Using NCSA Delta

Introduction

We are using the NCSA Delta cluster, and there is a lengthy usage guide. The “right way” to run a long task, such as fine-tuning is to use the sbatch command, which is described here.

However, I recommend using JupyterLab instead. It will be make it a lot easier to debug problems that you will inevitably encounter the first time you try to fine-tune models.

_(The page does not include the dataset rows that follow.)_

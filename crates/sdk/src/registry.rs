//! Token metadata registry.

use std::collections::HashMap;
use std::sync::RwLock;

use sdk_core::TokenMetadata;

use crate::SdkError;

/// Lookup and persistence of deployed token metadata, keyed by token id.
///
/// Metadata is written once at deploy time and never mutated.
pub trait TokenRegistry: Send + Sync {
    /// Returns `None` if `token_id` is unknown.
    fn find(&self, token_id: &str) -> Result<Option<TokenMetadata>, SdkError>;

    /// Store metadata for a newly deployed token.
    fn insert(&self, metadata: &TokenMetadata) -> Result<(), SdkError>;
}

/// In-memory registry backed by `RwLock<HashMap>`.
pub struct InMemoryTokenRegistry {
    tokens: RwLock<HashMap<String, TokenMetadata>>,
}

impl InMemoryTokenRegistry {
    pub fn new() -> Self {
        Self {
            tokens: RwLock::new(HashMap::new()),
        }
    }
}

impl Default for InMemoryTokenRegistry {
    fn default() -> Self {
        Self::new()
    }
}

impl TokenRegistry for InMemoryTokenRegistry {
    fn find(&self, token_id: &str) -> Result<Option<TokenMetadata>, SdkError> {
        Ok(self.tokens.read().unwrap().get(token_id).cloned())
    }

    fn insert(&self, metadata: &TokenMetadata) -> Result<(), SdkError> {
        self.tokens
            .write()
            .unwrap()
            .insert(metadata.token_id.clone(), metadata.clone());
        Ok(())
    }
}
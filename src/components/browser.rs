//! Mini Browser: an address bar over a static placeholder page.

use crossterm::event::Event;
use ratatui::layout::Rect;
use ratatui::style::{Modifier, Style};
use ratatui::text::{Line, Span};
use ratatui::widgets::{Block, Borders, Paragraph, Wrap};

use super::{Component, ComponentContext, TextInput, is_enter, key_press, left_click};
use crate::ui::{UiFrame, rect_contains};

const GO_LABEL: &str = "[Go]";

#[derive(Debug, Clone)]
pub struct BrowserPanel {
    address: TextInput,
    current_url: String,
    go_button: Rect,
}

impl BrowserPanel {
    pub fn new(url: &str) -> Self {
        Self {
            address: TextInput::with_value(url).with_placeholder("Enter URL..."),
            current_url: url.to_string(),
            go_button: Rect::ZERO,
        }
    }

    pub fn address(&self) -> &str {
        self.address.value()
    }

    pub fn current_url(&self) -> &str {
        &self.current_url
    }

    /// Show whatever is in the address bar. Nothing is fetched.
    pub fn navigate(&mut self) {
        self.current_url = self.address.value().to_string();
        tracing::info!(url = %self.current_url, "browser navigated");
    }
}

impl Component for BrowserPanel {
    fn render(&mut self, frame: &mut UiFrame<'_>, area: Rect, ctx: &ComponentContext) {
        if area.width == 0 || area.height == 0 {
            return;
        }
        let bar_style = Style::default().bg(crate::theme::surface_bg());
        let bar = Rect { height: 1, ..area };
        frame.fill(bar, " ", bar_style);
        frame.set_string(
            area.x,
            area.y,
            "◍ ",
            bar_style.fg(crate::theme::muted_fg()),
        );
        let go_width = GO_LABEL.len() as u16;
        let input_area = Rect::new(
            area.x.saturating_add(2),
            area.y,
            area.width.saturating_sub(go_width + 3),
            1,
        );
        self.address.render(frame, input_area, bar_style, ctx.focused());
        self.go_button = Rect::new(area.right().saturating_sub(go_width), area.y, go_width, 1);
        frame.set_string(
            self.go_button.x,
            area.y,
            GO_LABEL,
            Style::default()
                .bg(crate::theme::accent())
                .fg(crate::theme::header_fg()),
        );

        if area.height < 3 {
            return;
        }
        let body = Rect::new(area.x, area.y + 2, area.width, area.height - 2);
        let muted = Style::default().fg(crate::theme::muted_fg());
        let lines = vec![
            Line::from(Span::styled(
                format!("Mini-Browser: {}", self.current_url),
                Style::default().add_modifier(Modifier::BOLD),
            )),
            Line::default(),
            Line::from(Span::styled("│ 🔍 Scanning page structure...", muted)),
            Line::from(Span::styled("│ 📊 Analyzing content...", muted)),
            Line::from(Span::styled("│ 🤖 Automation ready", muted)),
            Line::default(),
        ];
        let notice_top = lines.len() as u16;
        frame.render_widget(Paragraph::new(lines).wrap(Wrap { trim: false }), body);
        if body.height > notice_top + 2 {
            let notice = Rect::new(
                body.x,
                body.y + notice_top,
                body.width,
                (body.height - notice_top).min(4),
            );
            frame.render_widget(
                Paragraph::new(
                    "This window shows live automation activity and page monitoring.",
                )
                .style(muted)
                .wrap(Wrap { trim: true })
                .block(Block::default().borders(Borders::ALL).border_style(muted)),
                notice,
            );
        }
    }

    fn handle_event(&mut self, event: &Event, _ctx: &ComponentContext) -> bool {
        if let Some((column, row)) = left_click(event) {
            if rect_contains(self.go_button, column, row) {
                self.navigate();
                return true;
            }
            return false;
        }
        let Some(key) = key_press(event) else {
            return false;
        };
        if is_enter(key) {
            self.navigate();
            return true;
        }
        self.address.handle_key(key)
    }
}

#[cfg(test)]
mod tests {
    use super::*;
    use crossterm::event::{KeyCode, KeyEvent, KeyModifiers};
    use ratatui::buffer::Buffer;

    fn key(code: KeyCode) -> Event {
        Event::Key(KeyEvent::new(code, KeyModifiers::NONE))
    }

    #[test]
    fn editing_does_not_navigate_until_enter() {
        let mut panel = BrowserPanel::new("https://example.com");
        let ctx = ComponentContext::new(true);
        for _ in 0..3 {
            panel.handle_event(&key(KeyCode::Backspace), &ctx);
        }
        for ch in "org".chars() {
            panel.handle_event(&key(KeyCode::Char(ch)), &ctx);
        }
        assert_eq!(panel.address(), "https://example.org");
        assert_eq!(panel.current_url(), "https://example.com");
        panel.handle_event(&key(KeyCode::Enter), &ctx);
        assert_eq!(panel.current_url(), "https://example.org");
    }

    #[test]
    fn body_shows_current_url() {
        let mut panel = BrowserPanel::new("https://example.com");
        let area = Rect::new(0, 0, 60, 12);
        let mut buf = Buffer::empty(area);
        {
            let mut frame = UiFrame::from_parts(area, &mut buf);
            panel.render(&mut frame, area, &ComponentContext::new(false));
        }
        let row: String = (0..area.width)
            .map(|x| buf[(x, 2)].symbol().to_string())
            .collect();
        assert!(row.starts_with("Mini-Browser: https://example.com"));
    }
}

When you create a Jupyter notebook, make sure you select:

bchk-delta-gpu as the name of the account
A partition with GPUs. I recommend gpuA40x4
A Duration of job that seems reasonable. E.g., 1-2 hours.
Sufficient CPU (e.g., 8) and RAM (48GB). The more CPU/RAM you select, the longer you may need to wait for the job to start.
The number of GPUs should be 1, unless you are actually experimenting with multi-GPU code that I haven’t provided.
The working directory should be /scratch/bchk/<USERNAME>.

One-Time Setup

You have a login on the Delta cluster, and can use the bchk account. Your disk space in your home directory is limited, but you have more space on /scratch/bchk/<USERNAME>. You can setup models and an environment yourself.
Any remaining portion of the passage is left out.